We often receive inquiries addressed to this column about the legal requirements of a charter boat operation.  Here, our reader has opened a wide range of issues that may be of interest to other charter operations, so let’s look at his concerns.


Before addressing our reader’s specific questions, let’s review some of the Coast Guard regulations that will be of concern to a charter boat operator.  Vessels which operate in U.S. waters and that carry at least one passenger for hire must comply with a long list of strict Coast Guard regulations, starting with regulations for the boat that will be used, and for the number of paying passengers that will be aboard.  If the boat is under 100 gross tons, it may carry up to six paying passengers (a “six-pack” charter) without the need for a Coast Guard “inspection.”
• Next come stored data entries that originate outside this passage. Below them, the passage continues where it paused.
//! Append-only JSONL audit log

use std::fs::{File, OpenOptions};
use std::io::{BufRead, BufReader, Write};
use std::path::PathBuf;

use crate::error::{SetAsideError, SetAsideResult};

use super::entry::{AuditEntry, EntityType};

/// Writes audit entries, one JSON object per line
pub struct AuditLogger {
    log_path: PathBuf,
}

impl AuditLogger {
    pub fn new(log_path: PathBuf) -> Self {
        Self { log_path }
    }

    /// Append one entry and flush
    pub fn log(&self, entry: &AuditEntry) -> SetAsideResult<()> {
        let mut file = OpenOptions::new()
            .create(true)
            .append(true)
            .open(&self.log_path)
            .map_err(|e| SetAsideError::Io(format!("Failed to open audit log: {}", e)))?;

        let json = serde_json::to_string(entry)
            .map_err(|e| SetAsideError::Json(format!("Failed to serialize audit entry: {}", e)))?;

        writeln!(file, "{}", json)
            .map_err(|e| SetAsideError::Io(format!("Failed to write audit entry: {}", e)))?;

        file.flush()
            .map_err(|e| SetAsideError::Io(format!("Failed to flush audit log: {}", e)))?;

        Ok(())
    }

    /// Read every entry, oldest first
    pub fn read_all(&self) -> SetAsideResult<Vec<AuditEntry>> {
        if !self.log_path.exists() {
            return Ok(Vec::new());
        }

        let file = File::open(&self.log_path)
            .map_err(|e| SetAsideError::Io(format!("Failed to open audit log: {}", e)))?;

        let mut entries = Vec::new();
        for (line_num, line) in BufReader::new(file).lines().enumerate() {
            let line = line.map_err(|e| {
                SetAsideError::Io(format!("Failed to read audit log line {}: {}", line_num + 1, e))
            })?;

            if line.trim().is_empty() {
                continue;
            }

            let entry: AuditEntry = serde_json::from_str(&line).map_err(|e| {
                SetAsideError::Json(format!(
                    "Failed to parse audit entry at line {}: {}",
                    line_num + 1,
                    e
                ))
            })?;

            entries.push(entry);
        }

        Ok(entries)
    }

    /// The most recent `count` entries, optionally of one entity type
    pub fn read_recent(
        &self,
        count: usize,
        entity_type: Option<EntityType>,
    ) -> SetAsideResult<Vec<AuditEntry>> {
        let mut entries = self.read_all()?;
        if let Some(kind) = entity_type {
            entries.retain(|e| e.entity_type == kind);
        }
        let start = entries.len().saturating_sub(count);
        Ok(entries.split_off(start))
    }

    pub fn exists(&self) -> bool {
        self.log_path.exists()
    }

    pub fn path(&self) -> &PathBuf {
        &self.log_path
    }
}
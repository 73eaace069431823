//! Audit log CLI command

use clap::{Args, ValueEnum};

use crate::audit::EntityType;
use crate::error::SetAsideResult;
use crate::storage::Storage;

/// Entity filter for the audit log
#[derive(Debug, Clone, Copy, ValueEnum)]
pub enum AuditEntity {
    Transaction,
    Category,
    Future,
    Fixed,
    Profile,
    Settings,
}

impl From<AuditEntity> for EntityType {
    fn from(entity: AuditEntity) -> Self {
        match entity {
            AuditEntity::Transaction => EntityType::Transaction,
            AuditEntity::Category => EntityType::Category,
            AuditEntity::Future => EntityType::FutureExpense,
            AuditEntity::Fixed => EntityType::FixedExpense,
            AuditEntity::Profile => EntityType::Profile,
            AuditEntity::Settings => EntityType::Settings,
        }
    }
}

/// Audit log arguments
#[derive(Args, Debug)]
pub struct AuditArgs {
    /// Number of entries to show
    #[arg(short = 'n', long, default_value = "20")]
    pub count: usize,

    /// Only show changes to one kind of record
    #[arg(short, long, value_enum)]
    pub entity: Option<AuditEntity>,
}

/// Print the most recent audit entries, oldest first
pub fn handle_audit_command(storage: &Storage, args: AuditArgs) -> SetAsideResult<()> {
    let entries = storage
        .audit()
        .read_recent(args.count, args.entity.map(EntityType::from))?;

    if entries.is_empty() {
        println!("No changes recorded yet.");
        return Ok(());
    }

    for entry in entries {
        println!("{}", entry.format_human_readable());
    }

    Ok(())
}
//! Money type for representing currency amounts
//!
//! Internally stores amounts in cents (i64) to avoid floating-point precision
//! issues. Provides safe arithmetic operations and formatting.

use serde::{Deserialize, Serialize};
use std::fmt;
use std::ops::{Add, AddAssign, Neg, Sub, SubAssign};

/// Currency symbols stripped when parsing user input
const KNOWN_SYMBOLS: [char; 4] = ['€', '$', '£', '¥'];

/// Represents a monetary amount stored as cents (hundredths of the currency unit)
#[derive(Debug, Clone, Copy, PartialEq, Eq, PartialOrd, Ord, Hash, Serialize, Deserialize)]
#[serde(transparent)]
pub struct Money(i64);

impl Money {
    /// Largest amount accepted from user input: 999 999 999 999.99
    pub const MAX_INPUT: Money = Money(99_999_999_999_999);

    /// Create a Money amount from cents
    ///
    /// # Examples
    /// ```
    /// use setaside::models::Money;
    /// let amount = Money::from_cents(1050); // 10.50
    /// assert_eq!(amount.to_string(), "10.50");
    /// ```
    pub const fn from_cents(cents: i64) -> Self {
        Self(cents)
    }

    pub const fn zero() -> Self {
        Self(0)
    }

    /// Get the amount in cents
    pub const fn cents(&self) -> i64 {
        self.0
    }

    /// Get the whole units portion (truncated toward zero)
    pub const fn units(&self) -> i64 {
        self.0 / 100
    }

    /// Get the cents portion (0-99)
    pub const fn cents_part(&self) -> i64 {
        (self.0 % 100).abs()
    }

    pub const fn is_zero(&self) -> bool {
        self.0 == 0
    }

    pub const fn is_positive(&self) -> bool {
        self.0 > 0
    }

    pub const fn is_negative(&self) -> bool {
        self.0 < 0
    }

    pub const fn abs(&self) -> Self {
        Self(self.0.abs())
    }

    /// Divide by a positive integer, rounding to the nearest cent
    ///
    /// Halves round away from zero. Returns zero when `divisor <= 0`.
    ///
    /// # Examples
    /// ```
    /// use setaside::models::Money;
    /// assert_eq!(Money::from_cents(10000).div_round(3), Money::from_cents(3333));
    /// assert_eq!(Money::from_cents(1000).div_round(6), Money::from_cents(167));
    /// ```
    pub fn div_round(&self, divisor: i64) -> Self {
        if divisor <= 0 {
            return Self::zero();
        }
        let divisor = i128::from(divisor);
        let magnitude = (i128::from(self.0).abs() * 2 + divisor) / (divisor * 2);
        let rounded = if self.0 < 0 { -magnitude } else { magnitude };
        Self(rounded as i64)
    }

    /// This amount as a percentage of `total` (0.0 when `total` is zero)
    pub fn percent_of(&self, total: Money) -> f64 {
        if total.is_zero() {
            0.0
        } else {
            (self.0 as f64 / total.0 as f64) * 100.0
        }
    }

    /// Parse a money amount from a string
    ///
    /// Accepts formats: "10.50", "10,50", "-10.50", "€10.50", "10 €", "10".
    /// Extra decimals round to the cent, halves away from zero. Amounts above
    /// [`Money::MAX_INPUT`] are rejected.
    pub fn parse(s: &str) -> Result<Self, MoneyParseError> {
        let original = s;
        let s = s.trim();

        let (negative, s) = match s.strip_prefix('-') {
            Some(stripped) => (true, stripped),
            None => (false, s),
        };

        let s = s
            .trim_matches(|c: char| KNOWN_SYMBOLS.contains(&c) || c.is_whitespace())
            .replace(',', ".");

        if s.is_empty() {
            return Err(MoneyParseError::InvalidFormat(original.to_string()));
        }

        let invalid = || MoneyParseError::InvalidFormat(original.to_string());

        let cents = match s.split_once('.') {
            Some((units_str, cents_str)) => {
                if units_str.is_empty() && cents_str.is_empty() {
                    return Err(invalid());
                }
                if !units_str.is_empty() && !is_digits(units_str) {
                    return Err(invalid());
                }
                if !cents_str.is_empty() && !is_digits(cents_str) {
                    return Err(invalid());
                }

                let units: i64 = if units_str.is_empty() {
                    0
                } else {
                    units_str.parse().map_err(|_| invalid())?
                };

                let cents: i64 = match cents_str.len() {
                    0 => 0,
                    1 => cents_str.parse::<i64>().map_err(|_| invalid())? * 10,
                    _ => {
                        let whole: i64 = cents_str[..2].parse().map_err(|_| invalid())?;
                        let round_up = cents_str.as_bytes().get(2).is_some_and(|d| *d >= b'5');
                        whole + i64::from(round_up)
                    }
                };

                units
                    .checked_mul(100)
                    .and_then(|u| u.checked_add(cents))
                    .ok_or_else(|| MoneyParseError::TooLarge(original.to_string()))?
            }
            None => {
                if !is_digits(&s) {
                    return Err(invalid());
                }
                s.parse::<i64>()
                    .ok()
                    .and_then(|u| u.checked_mul(100))
                    .ok_or_else(|| MoneyParseError::TooLarge(original.to_string()))?
            }
        };

        if cents > Self::MAX_INPUT.0 {
            return Err(MoneyParseError::TooLarge(original.to_string()));
        }

        Ok(Self(if negative { -cents } else { cents }))
    }

    /// Format with a currency symbol
    pub fn format_with_symbol(&self, symbol: &str) -> String {
        if self.is_negative() {
            format!("-{}{}.{:02}", symbol, self.units().abs(), self.cents_part())
        } else {
            format!("{}{}.{:02}", symbol, self.units(), self.cents_part())
        }
    }
}

fn is_digits(s: &str) -> bool {
    !s.is_empty() && s.chars().all(|c| c.is_ascii_digit())
}

impl Default for Money {
    fn default() -> Self {
        Self::zero()
    }
}

impl fmt::Display for Money {
    fn fmt(&self, f: &mut fmt::Formatter<'_>) -> fmt::Result {
        if self.is_negative() {
            write!(f, "-{}.{:02}", self.units().abs(), self.cents_part())
        } else {
            write!(f, "{}.{:02}", self.units(), self.cents_part())
        }
    }
}

impl Add for Money {
    type Output = Self;

    fn add(self, other: Self) -> Self {
        Self(self.0.saturating_add(other.0))
    }
}

impl AddAssign for Money {
    fn add_assign(&mut self, other: Self) {
        self.0 = self.0.saturating_add(other.0);
    }
}

impl Sub for Money {
    type Output = Self;

    fn sub(self, other: Self) -> Self {
        Self(self.0.saturating_sub(other.0))
    }
}

impl SubAssign for Money {
    fn sub_assign(&mut self, other: Self) {
        self.0 = self.0.saturating_sub(other.0);
    }
}

impl Neg for Money {
    type Output = Self;

    fn neg(self) -> Self {
        Self(self.0.saturating_neg())
    }
}

impl std::iter::Sum for Money {
    fn sum<I: Iterator<Item = Self>>(iter: I) -> Self {
        iter.fold(Money::zero(), |acc, m| acc + m)
    }
}

/// Error type for money parsing
#[derive(Debug, Clone, PartialEq, Eq)]
pub enum MoneyParseError {
    InvalidFormat(String),
    TooLarge(String),
}

impl fmt::Display for MoneyParseError {
    fn fmt(&self, f: &mut fmt::Formatter<'_>) -> fmt::Result {
        match self {
            MoneyParseError::InvalidFormat(s) => write!(f, "Invalid money format: {}", s),
            MoneyParseError::TooLarge(s) => {
                write!(f, "Amount {} is above the limit of {}", s.trim(), Money::MAX_INPUT)
            }
        }
    }
}

impl std::error::Error for MoneyParseError {}
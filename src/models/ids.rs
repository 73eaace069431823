//! Strongly-typed ID wrappers for all entity types
//!
//! Using newtype wrappers prevents accidentally mixing up IDs from different
//! entity types at compile time.

use serde::{Deserialize, Serialize};
use std::fmt;
use std::str::FromStr;
use uuid::Uuid;

/// Macro to generate ID newtype wrappers
macro_rules! define_id {
    ($name:ident, $display_prefix:literal) => {
        #[derive(Debug, Clone, Copy, PartialEq, Eq, Hash, Serialize, Deserialize)]
        #[serde(transparent)]
        pub struct $name(Uuid);

        impl $name {
            /// Create a new random ID
            pub fn new() -> Self {
                Self(Uuid::new_v4())
            }

            pub fn as_uuid(&self) -> &Uuid {
                &self.0
            }

            /// Check whether user input refers to this ID
            ///
            /// Accepts the full UUID, the short display form (`txn-1a2b3c4d`)
            /// or any UUID prefix of at least four characters, with or
            /// without the display prefix.
            pub fn matches(&self, input: &str) -> bool {
                let input = input.trim().to_lowercase();
                let bare = input.strip_prefix($display_prefix).unwrap_or(&input);
                bare.len() >= 4 && self.0.to_string().starts_with(bare)
            }
        }

        impl Default for $name {
            fn default() -> Self {
                Self::new()
            }
        }

        impl fmt::Display for $name {
            fn fmt(&self, f: &mut fmt::Formatter<'_>) -> fmt::Result {
                write!(f, "{}{}", $display_prefix, &self.0.to_string()[..8])
            }
        }

        impl From<Uuid> for $name {
            fn from(uuid: Uuid) -> Self {
                Self(uuid)
            }
        }

        impl FromStr for $name {
            type Err = uuid::Error;

            fn from_str(s: &str) -> Result<Self, Self::Err> {
                let s = s.strip_prefix($display_prefix).unwrap_or(s);
                Ok(Self(Uuid::parse_str(s)?))
            }
        }
    };
}

define_id!(TransactionId, "txn-");
define_id!(CategoryId, "cat-");
define_id!(FutureExpenseId, "fut-");
define_id!(FixedExpenseId, "fix-");
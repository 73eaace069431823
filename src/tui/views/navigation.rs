//! Navigation bar
//!
//! One tab per view with its number key; the active view is highlighted.

use ratatui::{
    layout::Rect,
    style::Style,
    text::Line,
    widgets::{Block, Borders, Tabs},
    Frame,
};

use crate::tui::app::{ActiveView, App};

/// Render the navigation bar
pub fn render(frame: &mut Frame, app: &App, area: Rect) {
    let palette = app.palette();

    let titles: Vec<Line> = ActiveView::ALL
        .iter()
        .enumerate()
        .map(|(i, view)| Line::from(format!("[{}] {}", i + 1, view.title())))
        .collect();

    let block = Block::default()
        .title(" SetAside ")
        .title_style(palette.title())
        .borders(Borders::ALL)
        .border_style(palette.border(false));

    let tabs = Tabs::new(titles)
        .block(block)
        .select(app.active_view.index())
        .style(Style::default().fg(palette.muted))
        .highlight_style(palette.highlight())
        .divider("│");

    frame.render_widget(tabs, area);
}
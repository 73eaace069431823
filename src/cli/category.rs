//! Category CLI commands

use clap::Subcommand;

use crate::display::category::{format_category_details, format_category_list};
use crate::error::SetAsideResult;
use crate::models::EntryKind;
use crate::services::CategoryService;
use crate::storage::Storage;

/// Category subcommands
#[derive(Subcommand)]
pub enum CategoryCommands {
    /// List categories
    List {
        /// Only show one kind (expense, income)
        #[arg(short, long)]
        kind: Option<EntryKind>,
    },

    /// Create a new category
    Create {
        /// Category name
        name: String,
        /// Kind of category (expense, income)
        #[arg(short, long, default_value = "expense")]
        kind: EntryKind,
        /// Short icon shown before the name
        #[arg(short, long)]
        icon: Option<String>,
    },

    /// Show category details
    Show {
        /// Category name or ID
        category: String,
    },

    /// Rename a category or change its icon
    Edit {
        /// Category name or ID
        category: String,
        /// New name
        #[arg(short, long)]
        name: Option<String>,
        /// New icon (empty string removes it)
        #[arg(short, long)]
        icon: Option<String>,
    },

    /// Delete a category
    Delete {
        /// Category name or ID
        category: String,
        /// Delete even when transactions or future expenses use it
        #[arg(long)]
        force: bool,
    },
}

/// Handle a category command
pub fn handle_category_command(storage: &Storage, cmd: CategoryCommands) -> SetAsideResult<()> {
    let service = CategoryService::new(storage);

    match cmd {
        CategoryCommands::List { kind } => {
            let categories = service.list(kind)?;
            print!("{}", format_category_list(&categories));
        }

        CategoryCommands::Create { name, kind, icon } => {
            let category = service.create(&name, kind, icon.as_deref())?;
            println!("Created {} category: {}", category.kind, category.label());
            println!("  ID: {}", category.id);
        }

        CategoryCommands::Show { category } => {
            let category = service.resolve(&category)?;
            let usage = service.usage(category.id)?;
            print!("{}", format_category_details(&category, &usage));
        }

        CategoryCommands::Edit {
            category,
            name,
            icon,
        } => {
            let category = service.resolve(&category)?;

            if name.is_none() && icon.is_none() {
                println!("No changes specified. Use --name or --icon.");
                return Ok(());
            }

            let updated = service.update(category.id, name.as_deref(), icon.as_deref())?;
            println!("Updated category: {}", updated.label());
        }

        CategoryCommands::Delete { category, force } => {
            let category = service.resolve(&category)?;
            let usage = service.usage(category.id)?;

            service.delete(category.id, force)?;
            println!("Deleted category: {}", category.name);
            if usage.is_used() {
                println!(
                    "  Cleared from {} transactions and {} future expenses",
                    usage.transactions, usage.future_expenses
                );
            }
        }
    }

    Ok(())
}
impl<'a> App<'a> {
    /// Create a new App instance
    pub fn new(storage: &'a Storage, settings: &'a mut Settings, today: NaiveDate) -> Self {
        Self {
            storage,
            settings,
            should_quit: false,
            active_view: ActiveView::default(),
            active_dialog: ActiveDialog::default(),
            today,
            selected_transaction_index: 0,
            selected_future_index: 0,
            selected_setting_index: 0,
            status_message: None,
            transaction_form: TransactionFormState::new(today, EntryKind::Expense),
            future_form: FutureExpenseFormState::new(today),
            profile_form: ProfileFormState::new(ProfileFormKind::Income),
        }
    }

    pub fn palette(&self) -> Palette {
        Palette::for_theme(self.settings.theme)
    }

    pub fn symbol(&self) -> &str {
        &self.settings.currency_symbol
    }

    /// Request to quit the application
    pub fn quit(&mut self) {
        self.should_quit = true;
    }

    /// Set a status message
    pub fn set_status(&mut self, message: impl Into<String>) {
        self.status_message = Some(message.into());
    }

    /// Clear the status message
    pub fn clear_status(&mut self) {
        self.status_message = None;
    }

    /// Switch to a different view
    pub fn switch_view(&mut self, view: ActiveView) {
        if self.active_view != view {
            self.active_view = view;
            self.clear_status();
        }
    }

    pub fn next_view(&mut self) {
        self.switch_view(self.active_view.next());
    }

    pub fn prev_view(&mut self) {
        self.switch_view(self.active_view.prev());
    }

    /// Open a dialog
    pub fn open_dialog(&mut self, dialog: ActiveDialog) {
        self.active_dialog = dialog;
    }

    /// Close the current dialog
    pub fn close_dialog(&mut self) {
        self.active_dialog = ActiveDialog::None;
    }

    /// Check if a dialog is active
    pub fn has_dialog(&self) -> bool {
        !matches!(self.active_dialog, ActiveDialog::None)
    }

    fn selection_mut(&mut self) -> Option<&mut usize> {
        match self.active_view {
            ActiveView::History => Some(&mut self.selected_transaction_index),
            ActiveView::FutureExpenses => Some(&mut self.selected_future_index),
            ActiveView::Settings => Some(&mut self.selected_setting_index),
            ActiveView::Dashboard | ActiveView::Stats => None,
        }
    }

    /// Move selection up in the current view
    pub fn move_up(&mut self) {
        if let Some(index) = self.selection_mut() {
            *index = index.saturating_sub(1);
        }
    }

    /// Move selection down in the current view
    pub fn move_down(&mut self, max: usize) {
        if let Some(index) = self.selection_mut() {
            if *index < max.saturating_sub(1) {
                *index += 1;
            }
        }
    }

    /// Transactions for the history view, newest first
    pub fn transactions(&self) -> Vec<Transaction> {
        TransactionService::new(self.storage)
            .list(TransactionFilter::new())
            .unwrap_or_default()
    }

    /// Future expenses, nearest due date first
    pub fn future_expenses(&self) -> Vec<FutureExpense> {
        FutureExpenseService::new(self.storage)
            .list()
            .unwrap_or_default()
    }

    pub fn selected_transaction(&self) -> Option<Transaction> {
        self.transactions()
            .into_iter()
            .nth(self.selected_transaction_index)
    }

    pub fn selected_future_expense(&self) -> Option<FutureExpense> {
        self.future_expenses()
            .into_iter()
            .nth(self.selected_future_index)
    }

    /// Open the transaction form, empty or for an existing record
    pub fn open_transaction_form(&mut self, kind: EntryKind, existing: Option<&Transaction>) {
        self.transaction_form = match existing {
            Some(txn) => TransactionFormState::from_transaction(txn),
            None => TransactionFormState::new(self.today, kind),
        };
        self.open_dialog(ActiveDialog::Transaction);
    }

    /// Open the future expense form, empty or for an existing record
    pub fn open_future_form(&mut self, existing: Option<&FutureExpense>) {
        self.future_form = match existing {
            Some(expense) => FutureExpenseFormState::from_expense(expense),
            None => FutureExpenseFormState::new(self.today),
        };
        self.open_dialog(ActiveDialog::FutureExpense);
    }

    /// Open the income, savings or fixed expense form
    pub fn open_profile_form(&mut self, kind: ProfileFormKind) {
        let profile = self.storage.profile.get().unwrap_or_default();
        self.profile_form = ProfileFormState::new(kind);
        match kind {
            ProfileFormKind::Income if profile.income_set => {
                self.profile_form.amount_input.set(profile.monthly_income.to_string());
            }
            ProfileFormKind::Savings if profile.savings_set => {
                self.profile_form.amount_input.set(profile.monthly_savings.to_string());
            }
            _ => {}
        }
        self.open_dialog(ActiveDialog::Profile);
    }

    /// Keep the in-memory setup flag in line with the profile on disk
    pub fn sync_setup_flag(&mut self) {
        if let Ok(profile) = self.storage.profile.get() {
            self.settings.setup_completed = profile.is_complete();
        }
    }

    /// Switch between light and dark and save the choice
    pub fn toggle_theme(&mut self) -> SetAsideResult<()> {
        self.settings.theme = self.settings.theme.toggled();
        self.settings.save(self.storage.paths())?;
        self.set_status(format!("Theme: {}", self.settings.theme));
        Ok(())
    }

    /// Move to the next currency symbol and save it
    pub fn cycle_currency(&mut self) -> SetAsideResult<()> {
        let next = CURRENCY_CHOICES
            .iter()
            .position(|c| *c == self.settings.currency_symbol)
            .map(|i| CURRENCY_CHOICES[(i + 1) % CURRENCY_CHOICES.len()])
            .unwrap_or(CURRENCY_CHOICES[0]);

        self.settings.set_currency_symbol(next)?;
        self.settings.save(self.storage.paths())?;
        self.set_status(format!("Currency: {}", next));
        Ok(())
    }

    /// Write a full JSON export next to the data directory
    pub fn export_data(&mut self) -> SetAsideResult<PathBuf> {
        let path = self
            .storage
            .paths()
            .base_dir()
            .join(format!("setaside-export-{}.json", self.today.format("%Y-%m-%d")));

        let file = File::create(&path).map_err(|e| {
            SetAsideError::Export(format!("Failed to create file {}: {}", path.display(), e))
        })?;
        let mut writer = BufWriter::new(file);
        export_full_json(self.storage, &mut writer, true)?;

        self.set_status(format!("Exported to {}", path.display()));
        Ok(path)
    }

    /// Carry out a confirmed action
    pub fn confirm(&mut self, action: ConfirmAction) -> SetAsideResult<()> {
        match action {
            ConfirmAction::DeleteTransaction(id) => {
                TransactionService::new(self.storage).delete(id)?;
                self.selected_transaction_index = self.selected_transaction_index.saturating_sub(1);
                self.set_status("Transaction deleted");
            }
            ConfirmAction::DeleteFutureExpense(id) => {
                let expense = FutureExpenseService::new(self.storage).delete(id)?;
                self.selected_future_index = self.selected_future_index.saturating_sub(1);
                self.set_status(format!("Deleted {}", expense.name));
            }
            ConfirmAction::RemoveFixedExpense(id) => {
                let removed =
                    ProfileService::new(self.storage).remove_fixed_expense(&id.as_uuid().to_string())?;
                self.sync_setup_flag();
                self.set_status(format!("Removed {}", removed.name));
            }
            ConfirmAction::ResetData => {
                self.storage.reset()?;
                self.settings.setup_completed = false;
                self.settings.save(self.storage.paths())?;
                self.selected_transaction_index = 0;
                self.selected_future_index = 0;
                self.selected_setting_index = 0;
                self.set_status("All data has been reset");
            }
        }
        Ok(())
    }
}
//! Dashboard display formatting

use super::{separator, urgency_marker};
use crate::config::settings::Settings;
use crate::services::DashboardSummary;

/// Format the daily dashboard
pub fn format_dashboard(summary: &DashboardSummary, settings: &Settings) -> String {
    let symbol = &settings.currency_symbol;
    let mut output = String::new();

    output.push_str(&format!(
        "SetAside - {}\n",
        summary.today.format(&settings.date_format)
    ));
    output.push_str(&separator(44));
    output.push('\n');

    output.push_str(&format!(
        "Daily budget:        {:>12}\n",
        summary.daily_budget.format_with_symbol(symbol)
    ));
    output.push_str(&format!(
        "Spent today:         {:>12}\n",
        summary.spent_today.format_with_symbol(symbol)
    ));
    output.push_str(&format!(
        "Remaining today:     {:>12}{}\n",
        summary.remaining_today.format_with_symbol(symbol),
        if summary.is_over_budget() { "  over budget" } else { "" }
    ));
    output.push('\n');

    output.push_str(&format!(
        "Base per day:        {:>12}\n",
        summary.base_daily.format_with_symbol(symbol)
    ));
    output.push_str(&format!(
        "Set aside per day:   {:>12}\n",
        summary.future.total_daily.format_with_symbol(symbol)
    ));
    output.push('\n');

    output.push_str(&format!(
        "Spent this month:    {:>12}\n",
        summary.spent_this_month.format_with_symbol(symbol)
    ));
    output.push_str(&format!(
        "Left this month:     {:>12}  ({} days)\n",
        summary.remaining_this_month.format_with_symbol(symbol),
        summary.days_left_in_month
    ));

    if !summary.upcoming.is_empty() {
        output.push_str("\nUpcoming:\n");
        for expense in &summary.upcoming {
            output.push_str(&format!(
                "{} {:20} {:>12}  {}  ({} days)\n",
                urgency_marker(expense.urgency(summary.today)),
                expense.name,
                expense.amount.format_with_symbol(symbol),
                expense.due_date.format(&settings.date_format),
                expense.days_remaining(summary.today)
            ));
        }
    }

    if !summary.profile.is_complete() {
        output.push_str("\nSetup incomplete. Run 'setaside setup' to enter your monthly budget.\n");
    }

    output
}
A Coast Guard inspection relating to the carriage of passengers for hire should not be confused with the courtesy inspections conducted by the Coast Guard Auxiliary.  A Coast Guard inspection for a boat in passenger service is much more rigorous and much more expensive, and it will require a shipyard visit.  The inspector will examine the structural design and construction of the vessel and all of the vessel’s systems, and initial inspections are conducted while the boat is out of the water.  Our reader indicated that he will be using the boat in a six-pack charter, so he has already decided that the boat will not be inspected.


Our reader noted that he will also be offering the boat for “bareboat charters.”  A bareboat charter is a lease arrangement where the charterer (the  customer) takes on all of the rights and obligations of ownership without actually transferring title, and the actual owner may be protected from liability against third parties for inuries and other mishaps aboard the boat.  But it is not free from regulation.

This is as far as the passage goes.